With the advent of the Bowl Championship Series (BCS), there was hope that for once and for all the debate over who is the best Division I football program could be settled year in and year out. We all know that despite the best intentions and the lack of a real playoff system, that has not yet happened. Now whether or not that debate over the BCS Championship is healthy and drives even more buzz is one issue, but the fact remains that sans a playoff system the question still lingers. That of course is not true in any other NCAA sport, where season-ending championships are the rule not the exception. We know who wins March Madness, the College World Series, the Frozen Four, the NCAA Wrestling Championships etc etc. No doubt, it is out there for everyone to see.
However like the BCS, there would or could be some debate as to which overall school, at least on the Division I level, is the best at college athletics. For years quantity — the schools that had twenty or more sports — seemed to rise over quality. While there is no doubt that the real reason intercollegiate athletics should exist is to grow the overall student-athlete for success later in life in whatever field, there is still an interest to find a way to see which university is actually getting a return on the field as well as in the classroom for the dollars and time invested.
So along comes NCAA partner Capital One, with a solution to find a way to answer which school is best in show across athletics. This past week at a news conference in Manhattan, the brand joined with a team of former NCAA athletes of various renown to unveil the Capital One Cup, which will be awarded to the top men's and women's Division I programs based on cumulative on-field performance across multiple sports. According to the plan, colleges will earn points based on their teams’ top-10 finishes and in final official coaches’ polls in 13 men's and women's sports, including cross-country, golf and tennis for men, and volleyball, softball and rowing for women.
Official standings will be released at the end of the fall, winter and spring athletic seasons. In July, the two athletic programs with the highest aggregated point totals will be announced as winners.

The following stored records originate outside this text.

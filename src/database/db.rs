//! SQLite-backed blob store
//!
//! Persists serialized review data in a single key/value table, next to the
//! simulated "current date" used to fast-forward the review schedule.

use crate::clock::Clock;
use crate::error::Result;
use crate::store::BlobStore;
use chrono::{DateTime, Duration, Utc};
use rusqlite::{Connection, OptionalExtension, params};
use std::path::Path;

const CURRENT_DATE_KEY: &str = "current_date";

#[derive(Debug)]
pub struct SqliteStore {
    conn: Connection,
}

impl SqliteStore {
    /// Opens (or creates) the database file and its tables.
    pub fn open(path: impl AsRef<Path>) -> Result<Self> {
        let conn = Connection::open(path)?;
        Self::init(conn)
    }

    pub fn open_in_memory() -> Result<Self> {
        let conn = Connection::open_in_memory()?;
        Self::init(conn)
    }

    fn init(conn: Connection) -> Result<Self> {
        conn.execute(
            "CREATE TABLE IF NOT EXISTS app_state (
                key TEXT PRIMARY KEY,
                value TEXT NOT NULL
            )",
            (),
        )?;
        Ok(Self { conn })
    }

    /// Returns the simulated current date, seeding it from `clock` on first use.
    pub fn current_date(&self, clock: &impl Clock) -> Result<DateTime<Utc>> {
        let seed = clock.now();
        self.conn.execute(
            "INSERT OR IGNORE INTO app_state (key, value) VALUES (?1, ?2)",
            params![CURRENT_DATE_KEY, seed.timestamp().to_string()],
        )?;

        let timestamp: String = self.conn.query_row(
            "SELECT value FROM app_state WHERE key = ?1",
            params![CURRENT_DATE_KEY],
            |row| row.get(0),
        )?;

        let date = timestamp
            .parse::<i64>()
            .ok()
            .and_then(|secs| DateTime::from_timestamp(secs, 0));
        match date {
            Some(date) => Ok(date),
            None => {
                tracing::warn!(value = %timestamp, "stored current date is invalid, resetting");
                self.set_current_date(seed)?;
                Ok(seed)
            }
        }
    }

    /// Advances the simulated date by 24 hours and returns the new date.
    pub fn advance_day(&self, clock: &impl Clock) -> Result<DateTime<Utc>> {
        let next_day = self.current_date(clock)? + Duration::days(1);
        self.set_current_date(next_day)?;
        tracing::info!(date = %next_day, "advanced simulated date");
        Ok(next_day)
    }

    fn set_current_date(&self, date: DateTime<Utc>) -> Result<()> {
        self.put(CURRENT_DATE_KEY, &date.timestamp().to_string())
    }
}

impl BlobStore for SqliteStore {
    fn get(&self, key: &str) -> Result<Option<String>> {
        let value = self
            .conn
            .query_row(
                "SELECT value FROM app_state WHERE key = ?1",
                params![key],
                |row| row.get(0),
            )
            .optional()?;
        Ok(value)
    }

    fn put(&self, key: &str, value: &str) -> Result<()> {
        self.conn.execute(
            "INSERT INTO app_state (key, value) VALUES (?1, ?2)
             ON CONFLICT(key) DO UPDATE SET value = excluded.value",
            params![key, value],
        )?;
        Ok(())
    }
}
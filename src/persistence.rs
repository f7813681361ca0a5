//! Load/save boundary between the scheduler and a [`BlobStore`].
//!
//! Review items and session history live under two separate keys, each as a
//! versioned JSON envelope: `{"version": 1, "items": [...]}` and
//! `{"version": 1, "sessions": [...]}`. A bare JSON array is the unversioned
//! legacy shape and is migrated on load.

use crate::error::{Error, Result};
use crate::models::{ReviewItem, ReviewSession, push_session};
use crate::store::BlobStore;
use serde::Serialize;
use serde::de::DeserializeOwned;
use serde_json::{Map, Value};

pub const ITEMS_KEY: &str = "neolingua.review_items";
pub const SESSIONS_KEY: &str = "neolingua.review_sessions";
pub const SCHEMA_VERSION: u32 = 1;

pub(crate) const ITEMS_FIELD: &str = "items";
const SESSIONS_FIELD: &str = "sessions";

pub(crate) fn encode_collection<T: Serialize>(records: &[T], field: &str) -> Result<Value> {
    let mut envelope = Map::new();
    envelope.insert("version".to_string(), Value::from(SCHEMA_VERSION));
    envelope.insert(field.to_string(), serde_json::to_value(records)?);
    Ok(Value::Object(envelope))
}

pub(crate) fn decode_collection<T: DeserializeOwned>(raw: &str, field: &str) -> Result<Vec<T>> {
    let value: Value = serde_json::from_str(raw)?;
    if value.is_array() {
        return Ok(serde_json::from_value(value)?);
    }
    match value {
        Value::Object(mut envelope) => {
            let version = envelope.get("version").and_then(Value::as_u64).unwrap_or(0);
            if version != u64::from(SCHEMA_VERSION) {
                return Err(Error::UnsupportedVersion(
                    u32::try_from(version).unwrap_or(u32::MAX),
                ));
            }
            let records = envelope
                .remove(field)
                .unwrap_or_else(|| Value::Array(Vec::new()));
            Ok(serde_json::from_value(records)?)
        }
        _ => Err(<serde_json::Error as serde::de::Error>::custom(
            "expected a JSON array or a versioned object",
        )
        .into()),
    }
}

/// Persistence adapter for review items and session history.
#[derive(Debug)]
pub struct ReviewRepository<S> {
    store: S,
}

impl<S: BlobStore> ReviewRepository<S> {
    pub fn new(store: S) -> Self {
        Self { store }
    }

    pub fn store(&self) -> &S {
        &self.store
    }

    /// Loads the review collection. Missing, unreadable or malformed data
    /// yields an empty collection.
    pub fn load(&self) -> Vec<ReviewItem> {
        let items = self.read(ITEMS_KEY, ITEMS_FIELD);
        tracing::debug!(count = items.len(), "loaded review items");
        items
    }

    /// Replaces the stored collection with `items`.
    pub fn save(&self, items: &[ReviewItem]) -> Result<()> {
        self.write(ITEMS_KEY, ITEMS_FIELD, items)?;
        tracing::debug!(count = items.len(), "saved review items");
        Ok(())
    }

    /// Session history, oldest first.
    pub fn load_sessions(&self) -> Vec<ReviewSession> {
        self.read(SESSIONS_KEY, SESSIONS_FIELD)
    }

    /// Appends to the session history, keeping only the most recent entries.
    /// Read-modify-write without locking: concurrent writers can lose updates.
    pub fn append_session(&self, session: ReviewSession) -> Result<()> {
        let mut history = self.load_sessions();
        tracing::info!(
            session_id = %session.session_id,
            reviewed = session.items_reviewed,
            accuracy = session.accuracy,
            "recording review session"
        );
        push_session(&mut history, session);
        self.write(SESSIONS_KEY, SESSIONS_FIELD, &history)
    }

    fn read<T: DeserializeOwned>(&self, key: &str, field: &str) -> Vec<T> {
        let raw = match self.store.get(key) {
            Ok(Some(raw)) => raw,
            Ok(None) => return Vec::new(),
            Err(err) => {
                tracing::warn!(key, error = %err, "failed to read stored data, starting empty");
                return Vec::new();
            }
        };

        decode_collection(&raw, field).unwrap_or_else(|err| {
            tracing::warn!(key, error = %err, "discarding malformed stored data");
            Vec::new()
        })
    }

    fn write<T: Serialize>(&self, key: &str, field: &str, records: &[T]) -> Result<()> {
        let value = encode_collection(records, field)?;
        self.store.put(key, &serde_json::to_string(&value)?)
    }
}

Each university will be presented with a trophy, along with a $200,000 scholarship donation from Capital One, at the ESPY Awards.
The athletes, all of whom have not only achieved onfield success but garner a bit of a Q rating, ranged from former NFL and Boston College quarterback and Heisman Trophy winner Doug Flutie and CBS announcer and former NCAA star Clark Kellogg, to Olympians like Lisa Leslie and Brandi Chastain, will also take an active part in bringing awareness to the cup throughout the calendar year, in the form of media appearances, commentary and perhaps promotions, all designed to make sure that a large swath of schools know the process, the levels for success and the upside from working together.

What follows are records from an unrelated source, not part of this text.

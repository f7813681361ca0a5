//! Mastery classification of a single review item.
use super::ReviewItem;
use serde::{Deserialize, Serialize};
use std::fmt;

/// Reviews needed before retention is judged at all.
pub const MIN_REVIEWS_FOR_JUDGEMENT: u32 = 3;
pub const MASTERY_STREAK: u32 = 5;
pub const MASTERY_ACCURACY: f64 = 0.8;
/// Two weeks between reviews signals durable retention.
pub const MASTERY_INTERVAL_DAYS: u32 = 14;

#[derive(Clone, Copy, Debug, PartialEq, Eq, Hash, Serialize, Deserialize)]
#[serde(rename_all = "lowercase")]
pub enum Mastery {
    Learning,
    Reviewing,
    Mastered,
}

impl fmt::Display for Mastery {
    fn fmt(&self, f: &mut fmt::Formatter<'_>) -> fmt::Result {
        let label = match self {
            Mastery::Learning => "learning",
            Mastery::Reviewing => "reviewing",
            Mastery::Mastered => "mastered",
        };
        f.write_str(label)
    }
}

/// Classifies an item. Fewer than three reviews is always `Learning`,
/// whatever the streak or accuracy.
pub fn classify_mastery(item: &ReviewItem) -> Mastery {
    if item.review_count < MIN_REVIEWS_FOR_JUDGEMENT {
        return Mastery::Learning;
    }

    let mastered = item.correct_streak >= MASTERY_STREAK
        && item.accuracy() >= MASTERY_ACCURACY
        && item.interval >= MASTERY_INTERVAL_DAYS;

    if mastered {
        Mastery::Mastered
    } else {
        Mastery::Reviewing
    }
}

#[cfg(test)]
mod tests {
    use super::*;
    use chrono::{TimeZone, Utc};

    fn item(review_count: u32, streak: u32, correct: u32, total: u32, interval: u32) -> ReviewItem {
        let now = Utc.with_ymd_and_hms(2024, 2, 1, 0, 0, 0).unwrap();
        ReviewItem {
            review_count,
            correct_streak: streak,
            total_correct: correct,
            total_reviews: total,
            interval,
            ..ReviewItem::new("v1", "book", "quyển sách", "l1", now)
        }
    }

    #[test]
    fn test_new_item_is_learning() {
        assert_eq!(classify_mastery(&item(0, 0, 0, 0, 1)), Mastery::Learning);
    }

    #[test]
    fn test_floor_ignores_other_fields() {
        // Inconsistent on purpose: nothing but review_count matters below 3.
        assert_eq!(classify_mastery(&item(2, 9, 9, 9, 60)), Mastery::Learning);
        assert_eq!(classify_mastery(&item(2, 0, 0, 2, 1)), Mastery::Learning);
    }

    #[test]
    fn test_mastered() {
        assert_eq!(classify_mastery(&item(6, 5, 5, 6, 14)), Mastery::Mastered);
        assert_eq!(classify_mastery(&item(10, 8, 9, 10, 40)), Mastery::Mastered);
    }

    #[test]
    fn test_each_mastery_condition_is_required() {
        // streak too short
        assert_eq!(classify_mastery(&item(6, 4, 6, 6, 20)), Mastery::Reviewing);
        // accuracy 7/10 below 0.8
        assert_eq!(classify_mastery(&item(10, 5, 7, 10, 20)), Mastery::Reviewing);
        // interval under two weeks
        assert_eq!(classify_mastery(&item(6, 6, 6, 6, 13)), Mastery::Reviewing);
    }

    #[test]
    fn test_zero_reviews_does_not_divide() {
        assert_eq!(classify_mastery(&item(3, 5, 0, 0, 20)), Mastery::Reviewing);
    }

    #[test]
    fn test_display() {
        assert_eq!(Mastery::Mastered.to_string(), "mastered");
        assert_eq!(
            serde_json::to_string(&Mastery::Reviewing).unwrap(),
            "\"reviewing\""
        );
    }
}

It also helps to have media partners like CBS Sports and ESPN on board to help generate awareness through their extensive on site activation programs across the seasons, a great compliment to the vast dollars Capital One already spends to build their own brand in a consumer market that is constantly looking for a diverse for of ROI and ways to cut through the clutter.
Maybe some critics will say this type of program is not needed, as it will ultimately reward the most elite of schools who can consistently put dollars back into a wide variety of athletic competitions. It is hard to see even a school like Boise State, who has cut through the clutter of football success, or Gonzaga, a powerhouse in hoops, be able to hoist the trophy because the dollars for recruiting are just not there across the board. Some may also say this is a program which again sets the public schools apart from the private ones, which unless you are Stanford, Notre Dame, Boston College or maybe Northwestern, means the closest you get to the cup is on a big screen TV.

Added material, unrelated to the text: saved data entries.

//! The event monitor: ingestion entry point plus the query surface.

use std::panic::{self, AssertUnwindSafe};
use std::sync::Arc;

use changuard_types::{ChatId, MembershipStatus, UserId};

use crate::classify::classify;
use crate::clock::{Clock, SystemClock};
use crate::detector::{
    AbuseDetector, DEFAULT_SUSPICIOUS_THRESHOLD, DEFAULT_SUSPICIOUS_WINDOW_HOURS,
};
use crate::error::MonitorError;
use crate::event::{MonitorSignal, MonitoredEvent, SuspiciousActivity};
use crate::sink::{SignalSink, TracingSink};
use crate::store::{EventFilter, EventStore, DEFAULT_CAPACITY};

/// Default `limit` for [`EventMonitor::recent_bans`] callers.
pub const DEFAULT_RECENT_BANS_LIMIT: usize = 10;

/// Default `hours` for [`EventMonitor::admin_ban_count`] callers.
pub const DEFAULT_BAN_COUNT_HOURS: u32 = 24;

/// Tunables for an [`EventMonitor`].
#[derive(Debug, Clone, Copy, PartialEq, Eq)]
pub struct MonitorSettings {
    /// Maximum number of stored events.
    pub capacity: usize,
    /// Bans per window above which an actor is suspicious.
    pub suspicious_threshold: usize,
    /// Detection window in hours.
    pub suspicious_window_hours: u32,
}

impl Default for MonitorSettings {
    fn default() -> Self {
        Self {
            capacity: DEFAULT_CAPACITY,
            suspicious_threshold: DEFAULT_SUSPICIOUS_THRESHOLD,
            suspicious_window_hours: DEFAULT_SUSPICIOUS_WINDOW_HOURS,
        }
    }
}

/// Classifies, stores and reports membership status changes.
///
/// One monitor owns one [`EventStore`]; construct it once per hosting
/// service and share it behind an `Arc`.
pub struct EventMonitor {
    store: EventStore,
    detector: AbuseDetector,
    clock: Arc<dyn Clock>,
    sink: Arc<dyn SignalSink>,
}

impl EventMonitor {
    /// Creates a monitor using the system clock and a [`TracingSink`].
    pub fn new(settings: MonitorSettings) -> Self {
        Self {
            store: EventStore::new(settings.capacity),
            detector: AbuseDetector::new(
                settings.suspicious_threshold,
                settings.suspicious_window_hours,
            ),
            clock: Arc::new(SystemClock),
            sink: Arc::new(TracingSink),
        }
    }

    /// Replaces the time source.
    pub fn with_clock(mut self, clock: Arc<dyn Clock>) -> Self {
        self.clock = clock;
        self
    }

    /// Replaces the signal sink.
    pub fn with_sink(mut self, sink: Arc<dyn SignalSink>) -> Self {
        self.sink = sink;
        self
    }

    /// The underlying event log.
    pub fn store(&self) -> &EventStore {
        &self.store
    }

    /// The burst-ban detector and its thresholds.
    pub fn detector(&self) -> &AbuseDetector {
        &self.detector
    }

    /// Handles one status change observed on the platform.
    ///
    /// Missing identifiers and internal faults are logged and swallowed;
    /// this method never panics and never reports an error. The returned
    /// signal is informational and has already been delivered to the sink.
    pub fn on_status_change(
        &self,
        chat_id: Option<ChatId>,
        user_id: Option<UserId>,
        old_status: MembershipStatus,
        new_status: MembershipStatus,
        actor_id: Option<UserId>,
    ) -> Option<MonitorSignal> {
        match self.try_on_status_change(chat_id, user_id, old_status, new_status, actor_id) {
            Ok(signal) => signal,
            Err(MonitorError::MalformedEvent(missing)) => {
                tracing::debug!(missing, "dropping status change with missing identifier");
                None
            }
            Err(e) => {
                tracing::error!(error = %e, "error handling chat member update");
                None
            }
        }
    }

    /// Fallible form of [`on_status_change`](Self::on_status_change).
    ///
    /// # Errors
    ///
    /// Returns `MonitorError::MalformedEvent` if the chat or subject is
    /// missing (nothing is recorded), or `MonitorError::InternalFault` if
    /// recording, classification or signal delivery panicked.
    ///
    /// A caught panic still reaches the process panic hook, which prints it
    /// to stderr before unwinding; the monitor itself reports it through
    /// `tracing` exactly once, in [`on_status_change`](Self::on_status_change).
    /// Hosts that want a single report install their own hook.
    pub fn try_on_status_change(
        &self,
        chat_id: Option<ChatId>,
        user_id: Option<UserId>,
        old_status: MembershipStatus,
        new_status: MembershipStatus,
        actor_id: Option<UserId>,
    ) -> Result<Option<MonitorSignal>, MonitorError> {
        let chat_id = chat_id.ok_or(MonitorError::MalformedEvent("chat_id"))?;
        let user_id = user_id.ok_or(MonitorError::MalformedEvent("user_id"))?;

        panic::catch_unwind(AssertUnwindSafe(|| {
            let event = self.record(chat_id, user_id, old_status, new_status, actor_id);

            let signal =
                classify(&event.transition).map(|kind| MonitorSignal::from_kind(kind, event));
            if let Some(ref signal) = signal {
                self.sink.deliver(signal);
            }
            signal
        }))
        .map_err(|payload| MonitorError::InternalFault(panic_message(payload.as_ref())))
    }

    /// Appends a status change to the store.
    pub fn record(
        &self,
        chat_id: ChatId,
        user_id: UserId,
        old_status: MembershipStatus,
        new_status: MembershipStatus,
        actor_id: Option<UserId>,
    ) -> MonitoredEvent {
        let event = self.store.record(
            self.clock.as_ref(),
            chat_id,
            user_id,
            old_status,
            new_status,
            actor_id,
        );
        tracing::info!(
            seq = event.seq,
            chat_id = %chat_id,
            user_id = %user_id,
            old_status = %old_status,
            new_status = %new_status,
            actor_id = ?actor_id.map(|a| a.0),
            "member status change logged"
        );
        event
    }

    /// See [`EventStore::recent_bans`].
    pub fn recent_bans(&self, chat_id: ChatId, limit: usize) -> Vec<MonitoredEvent> {
        self.store.recent_bans(chat_id, limit)
    }

    /// See [`EventStore::admin_ban_count`].
    pub fn admin_ban_count(&self, actor_id: UserId, chat_id: ChatId, hours: u32) -> usize {
        self.store.admin_ban_count(self.clock.as_ref(), actor_id, chat_id, hours)
    }

    /// Returns `true` if `actor_id` is burst-banning in `chat_id`.
    pub fn is_suspicious(&self, actor_id: UserId, chat_id: ChatId) -> bool {
        self.detector.is_suspicious(&self.store, self.clock.as_ref(), actor_id, chat_id)
    }

    /// Checks `actor_id` and, if suspicious, delivers and returns the alert.
    pub fn check_actor(&self, actor_id: UserId, chat_id: ChatId) -> Option<SuspiciousActivity> {
        let alert = self.detector.assess(&self.store, self.clock.as_ref(), actor_id, chat_id)?;
        self.sink.deliver(&MonitorSignal::SuspiciousActivity(alert.clone()));
        Some(alert)
    }

    /// See [`EventStore::query_events`].
    pub fn query_events(&self, filter: &EventFilter) -> Vec<MonitoredEvent> {
        self.store.query_events(filter)
    }
}

impl Default for EventMonitor {
    fn default() -> Self {
        Self::new(MonitorSettings::default())
    }
}

impl std::fmt::Debug for EventMonitor {
    fn fmt(&self, f: &mut std::fmt::Formatter<'_>) -> std::fmt::Result {
        f.debug_struct("EventMonitor")
            .field("store", &self.store)
            .field("detector", &self.detector)
            .finish_non_exhaustive()
    }
}

fn panic_message(payload: &(dyn std::any::Any + Send)) -> String {
    if let Some(s) = payload.downcast_ref::<&str>() {
        (*s).to_string()
    } else if let Some(s) = payload.downcast_ref::<String>() {
        s.clone()
    } else {
        "unknown panic".to_string()
    }
}
//! Changuard server library logic.

pub mod api;
pub mod api_sse;
pub mod config;
pub mod sink;
pub mod webhook;

use axum::{
    extract::DefaultBodyLimit,
    routing::{get, post},
    Extension, Json, Router,
};
use changuard_monitor::{EventMonitor, MonitorSignal};
use config::MonitorConfig;
use serde_json::{json, Value};
use sink::BroadcastSink;
use std::sync::Arc;
use tokio::sync::broadcast;
use tower_http::trace::TraceLayer;

/// Maximum request body size (256 KiB). Platform updates are small.
const MAX_REQUEST_BODY_BYTES: usize = 256 * 1024;

/// Capacity of the signal broadcast channel.
const SIGNAL_CHANNEL_CAPACITY: usize = 256;

/// Defaults applied to reporting queries that omit them.
#[derive(Debug, Clone, Copy, PartialEq, Eq)]
pub struct ReportDefaults {
    /// `limit` for ban reports.
    pub recent_bans_limit: usize,
    /// `hours` for per-moderator ban counts.
    pub ban_count_hours: u32,
}

impl From<&MonitorConfig> for ReportDefaults {
    fn from(config: &MonitorConfig) -> Self {
        Self {
            recent_bans_limit: config.recent_bans_limit,
            ban_count_hours: config.ban_count_hours,
        }
    }
}

/// Application state shared across all request handlers.
#[derive(Clone)]
pub struct AppState {
    /// The moderation event monitor.
    pub monitor: Arc<EventMonitor>,
    /// Broadcast channel for monitor signals (SSE stream).
    pub signal_tx: broadcast::Sender<MonitorSignal>,
    /// Reporting defaults.
    pub reports: ReportDefaults,
}

impl AppState {
    /// Builds the state from configuration.
    ///
    /// The monitor delivers its signals to the returned state's broadcast
    /// channel.
    pub fn new(config: &MonitorConfig) -> Self {
        let (signal_tx, _) = broadcast::channel(SIGNAL_CHANNEL_CAPACITY);
        let monitor = EventMonitor::new(config.settings())
            .with_sink(Arc::new(BroadcastSink::new(signal_tx.clone())));

        Self::with_monitor(monitor, signal_tx, config.into())
    }

    /// Builds the state around an already-configured monitor.
    pub fn with_monitor(
        monitor: EventMonitor,
        signal_tx: broadcast::Sender<MonitorSignal>,
        reports: ReportDefaults,
    ) -> Self {
        Self {
            monitor: Arc::new(monitor),
            signal_tx,
            reports,
        }
    }
}

/// Health check handler.
///
/// Also reports how many events the monitor currently holds.
async fn health(Extension(state): Extension<Arc<AppState>>) -> Json<Value> {
    Json(json!({
        "status": "ok",
        "version": env!("CARGO_PKG_VERSION"),
        "events": state.monitor.store().len(),
        "capacity": state.monitor.store().capacity(),
    }))
}

/// Builds the application router with all routes.
pub fn app(state: AppState) -> Router {
    Router::new()
        .route("/health", get(health))
        .route("/webhook", post(webhook::webhook_handler))
        .route("/api/chats/{chatId}/bans", get(api::recent_bans_handler))
        .route(
            "/api/chats/{chatId}/actors/{actorId}/bans",
            get(api::ban_count_handler),
        )
        .route("/api/events", get(api::events_handler))
        .route("/events/stream", get(api_sse::get_signal_stream_handler))
        .layer(DefaultBodyLimit::max(MAX_REQUEST_BODY_BYTES))
        .layer(TraceLayer::new_for_http())
        .layer(Extension(Arc::new(state)))
}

Maybe that is true in some aspects, but what the cup does is bring clarity to a cluttered system, helps an NCAA partner grow its brand, gets some ancillary and much needed scholarship money into the system, and really brings some added value, even at the most elite of athletically successful universities, to those programs which usually shine away from the bright spotlights of hoops and football. It links revenue sports with non-revenue sports and helps gain buzz for all, and hopefully additional school spirit as well.
Could this be the start of something bigger, and pull in other divisions at some poin. Maybe. What it is is a good start. Well thought out, multilayered and promotable program that is easy to explain to consumers and participants in a business where simple can often get lost in a morass of buzz for the sake of buzz.
Will the Capital One Cup take on the significance of long retired trophies like the Lambert Cup (which rewarded excellence for eastern college supremacy at one point. Maybe. It certainly has the media and national cache to help it grow and maybe it's time has come.